The socio-economic impact of COVID-19 and its response measures continue to result in severe deprivations of the social and economic wellbeing of many people across the continent. The result is that tens of millions of people are being pushed to extreme poverty. Many more lose their jobs and sink into poverty.
The youth who account for the sizable portion of the population of the continent now face a bleak prospect with very limited or no socio-economic opportunities. With economies of the countries of the continent facing recession, millions of people facing loss of jobs and livelihoods, the impact of COVID19 can have catastrophic consequences for human rights.
Also affecting people on the continent and people of African descent are racism and inequitable international trade relations. As countries resort to hording and protectionist measures of limiting the market sell of medical supplies relating to COVID19, Africa has experienced restrictions of access to diagnostic test kits and therapeutics. There is concern that Africa may once again be put at the end of the que when vaccines are discovered if such vaccine is not discovered and produced on the continent.

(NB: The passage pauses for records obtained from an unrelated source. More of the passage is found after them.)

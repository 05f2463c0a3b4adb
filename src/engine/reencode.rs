//! Filter-graph re-encode concatenation (tier 2)

use crate::domain::model::Combination;

/// Fixed output parameters for re-encoded combinations
#[derive(Debug, Clone, PartialEq)]
pub struct ReencodeProfile {
    /// Output frame rate
    pub frame_rate: u32,
    /// Video encoder
    pub video_codec: &'static str,
    /// Constant quality scale for the video encoder (lower is better)
    pub video_quality: u8,
    /// Audio encoder
    pub audio_codec: &'static str,
    /// Audio bitrate
    pub audio_bitrate: &'static str,
}

impl Default for ReencodeProfile {
    fn default() -> Self {
        Self {
            frame_rate: 30,
            video_codec: "mpeg4",
            video_quality: 2,
            audio_codec: "aac",
            audio_bitrate: "128k",
        }
    }
}

/// Re-encoding concatenation that tolerates mismatched inputs
#[derive(Debug, Clone, Default)]
pub struct ReencodeConcat {
    profile: ReencodeProfile,
}

impl ReencodeConcat {
    pub fn new() -> Self {
        Self::default()
    }

    pub fn profile(&self) -> &ReencodeProfile {
        &self.profile
    }

    /// Filter graph normalising SAR and audio timing of `inputs` streams, then concatenating them
    pub fn filter_graph(&self, inputs: usize) -> String {
        let mut graph = String::new();
        for i in 0..inputs {
            graph.push_str(&format!("[{i}:v]setsar=1[v{i}];"));
        }
        for i in 0..inputs {
            graph.push_str(&format!("[{i}:a]aresample=async=1[a{i}];"));
        }
        for i in 0..inputs {
            graph.push_str(&format!("[v{i}][a{i}]"));
        }
        graph.push_str(&format!("concat=n={inputs}:v=1:a=1[v][a]"));
        graph
    }

    /// Engine arguments re-encoding the combination into `output`
    pub fn argv(&self, combo: &Combination, output: &str) -> Vec<String> {
        let parts = combo.parts();
        let mut argv = Vec::with_capacity(26);
        for part in parts.iter() {
            argv.push("-i".to_string());
            argv.push(part.storage_name());
        }

        let profile = &self.profile;
        argv.extend([
            "-filter_complex".to_string(),
            self.filter_graph(parts.len()),
            "-map".to_string(),
            "[v]".to_string(),
            "-map".to_string(),
            "[a]".to_string(),
            "-r".to_string(),
            profile.frame_rate.to_string(),
            "-c:v".to_string(),
            profile.video_codec.to_string(),
            "-qscale:v".to_string(),
            profile.video_quality.to_string(),
            "-c:a".to_string(),
            profile.audio_codec.to_string(),
            "-b:a".to_string(),
            profile.audio_bitrate.to_string(),
            output.to_string(),
        ]);
        argv
    }
}

#[cfg(test)]
mod tests {
    use super::*;
    use crate::domain::model::Clip;

    #[test]
    fn test_filter_graph_for_three_inputs() {
        let graph = ReencodeConcat::new().filter_graph(3);
        assert_eq!(
            graph,
            "[0:v]setsar=1[v0];[1:v]setsar=1[v1];[2:v]setsar=1[v2];\
             [0:a]aresample=async=1[a0];[1:a]aresample=async=1[a1];[2:a]aresample=async=1[a2];\
             [v0][a0][v1][a1][v2][a2]concat=n=3:v=1:a=1[v][a]"
        );
    }

    #[test]
    fn test_reencode_argv() {
        let hook = Clip::new("h.mp4", vec![0u8]);
        let body = Clip::new("b.mp4", vec![0u8]);
        let mut cta = Clip::new("c.mp4", vec![0u8]);
        cta.index = 2;
        let combo = Combination::new(&hook, &body, &cta);

        let argv = ReencodeConcat::new().argv(&combo, "output_h1_b1_c3.mp4");
        let inputs: Vec<&str> = argv[..6].iter().map(String::as_str).collect();
        assert_eq!(
            inputs,
            vec!["-i", "hook_0.mp4", "-i", "body_0.mp4", "-i", "cta_2.mp4"]
        );
        assert_eq!(argv[6], "-filter_complex");

        let tail: Vec<&str> = argv[8..].iter().map(String::as_str).collect();
        assert_eq!(
            tail,
            vec![
                "-map", "[v]", "-map", "[a]", "-r", "30", "-c:v", "mpeg4", "-qscale:v", "2",
                "-c:a", "aac", "-b:a", "128k", "output_h1_b1_c3.mp4",
            ]
        );
    }

    #[test]
    fn test_default_profile() {
        let profile = ReencodeProfile::default();
        assert_eq!(profile.frame_rate, 30);
        assert_eq!(profile.audio_bitrate, "128k");
    }
}
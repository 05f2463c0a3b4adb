//! Stream copy concatenation (tier 1)

use crate::domain::model::Combination;

/// Name of the concat playlist in engine storage. One playlist is reused for
/// every combination, which is one reason combinations never overlap.
pub const PLAYLIST_NAME: &str = "list.txt";

/// Lossless concatenation through the concat demuxer
#[derive(Debug, Clone, Default)]
pub struct StreamCopyConcat;

impl StreamCopyConcat {
    pub fn new() -> Self {
        Self
    }

    /// Concat playlist listing the staged clips in hook, body, cta order
    pub fn playlist(&self, combo: &Combination) -> String {
        combo
            .parts()
            .iter()
            .map(|part| format!("file '{}'\n", part.storage_name()))
            .collect()
    }

    /// Engine arguments for a stream copy into `output`
    pub fn argv(&self, output: &str) -> Vec<String> {
        [
            "-f",
            "concat",
            "-safe",
            "0",
            "-i",
            PLAYLIST_NAME,
            "-c",
            "copy",
            output,
        ]
        .iter()
        .map(|s| s.to_string())
        .collect()
    }
}
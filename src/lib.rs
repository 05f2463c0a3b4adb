//! combo-batch library
//!
//! Batch-renders every ordered hook/body/cta combination of up to three clips
//! per slot. Each combination is first concatenated with a lossless stream
//! copy; when the engine rejects that, it is re-encoded through a filter graph.
//! Results are exposed directly, as one store-only zip, or one by one when
//! archiving fails.

pub mod adapters;
pub mod app;
pub mod cli;
pub mod config_initialization;
pub mod domain;
pub mod engine;
pub mod error;
pub mod output;
pub mod planner;
pub mod ports;
pub mod utils;

// Re-export commonly used types
pub use app::{DownloadPlan, Session, SessionOptions};
pub use domain::errors::DomainError;
pub use domain::model::{
    Artifact, ArtifactHandle, BatchRun, Clip, ComboStatus, Combination, ConcatTier, RunState,
    SegmentPools, SlotKind,
};
pub use error::{ComboError, ComboResult};
pub use ports::{ArchiveBuilder, ArchivePort, EnginePort};
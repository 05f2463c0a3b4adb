//! Progress tracking and callback system for UI integration

use std::sync::Arc;

use tracing::{debug, info};

use crate::domain::model::BatchRun;

/// Progress callback trait for UI integration
pub trait ProgressCallback: Send + Sync {
    /// Called whenever the numeric progress or status text changes
    fn on_progress(&self, percent: u8, status: &str);

    /// Called for every line appended to the run log
    fn on_log(&self, line: &str);
}

/// Callback that forwards everything to `tracing`
#[derive(Debug, Clone, Default)]
pub struct TracingProgress;

impl ProgressCallback for TracingProgress {
    fn on_progress(&self, percent: u8, status: &str) {
        if status.is_empty() {
            debug!(percent, "progress");
        } else {
            info!(percent, "{}", status);
        }
    }

    fn on_log(&self, line: &str) {
        info!("{}", line);
    }
}

/// Writes progress into a `BatchRun` and notifies an optional observer
#[derive(Clone, Default)]
pub struct ProgressReporter {
    callback: Option<Arc<dyn ProgressCallback>>,
}

impl ProgressReporter {
    pub fn new() -> Self {
        Self::default()
    }

    pub fn with_callback(callback: Arc<dyn ProgressCallback>) -> Self {
        Self {
            callback: Some(callback),
        }
    }

    /// Set progress and status text together
    pub fn update(&self, run: &mut BatchRun, percent: u8, status: impl Into<String>) {
        run.progress = percent.min(100);
        run.status_text = status.into();
        if let Some(callback) = &self.callback {
            callback.on_progress(run.progress, &run.status_text);
        }
    }

    /// Append a line to the run log
    pub fn log(&self, run: &mut BatchRun, line: impl Into<String>) {
        let line = line.into();
        if let Some(callback) = &self.callback {
            callback.on_log(&line);
        }
        run.push_log(line);
    }
}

Amidst all of the foregoing, the climate emergency continues to rage on across the world and on our continent. Countries have been affected by severe whether events including flooding, cyclones and parts of the continent continue to experience expansion of desertification destroying livelihoods and increasing inter-communal tension over scarce resources, and the locust invasion destroying crops and sources of food, exposing millions of people to food insecurity and starvation.
All of the foregoing show that we are, to quote from the last report of the UN Rapporteur on poverty, Phillip Alston, at an ‘existential crossroads’. As we respond to COVID19 and plan for a post-COVID19 order, we cannot afford to underestimate the gravity of the challenge we face. Indeed, what we face is a generational challenge. What we face is the defining human rights issue of this era – deepening inequalities, pervasive and expanding poverty, racism, sexism and gender oppression, the democratic governance crisis and the climate emergency. Whether and how we respond to these issues could prove to be the litmus test of a success for building back better and achieve a just system of democratic governance in which gender oppression is defeated and a human centered paradigm of economic development in harmony with nature.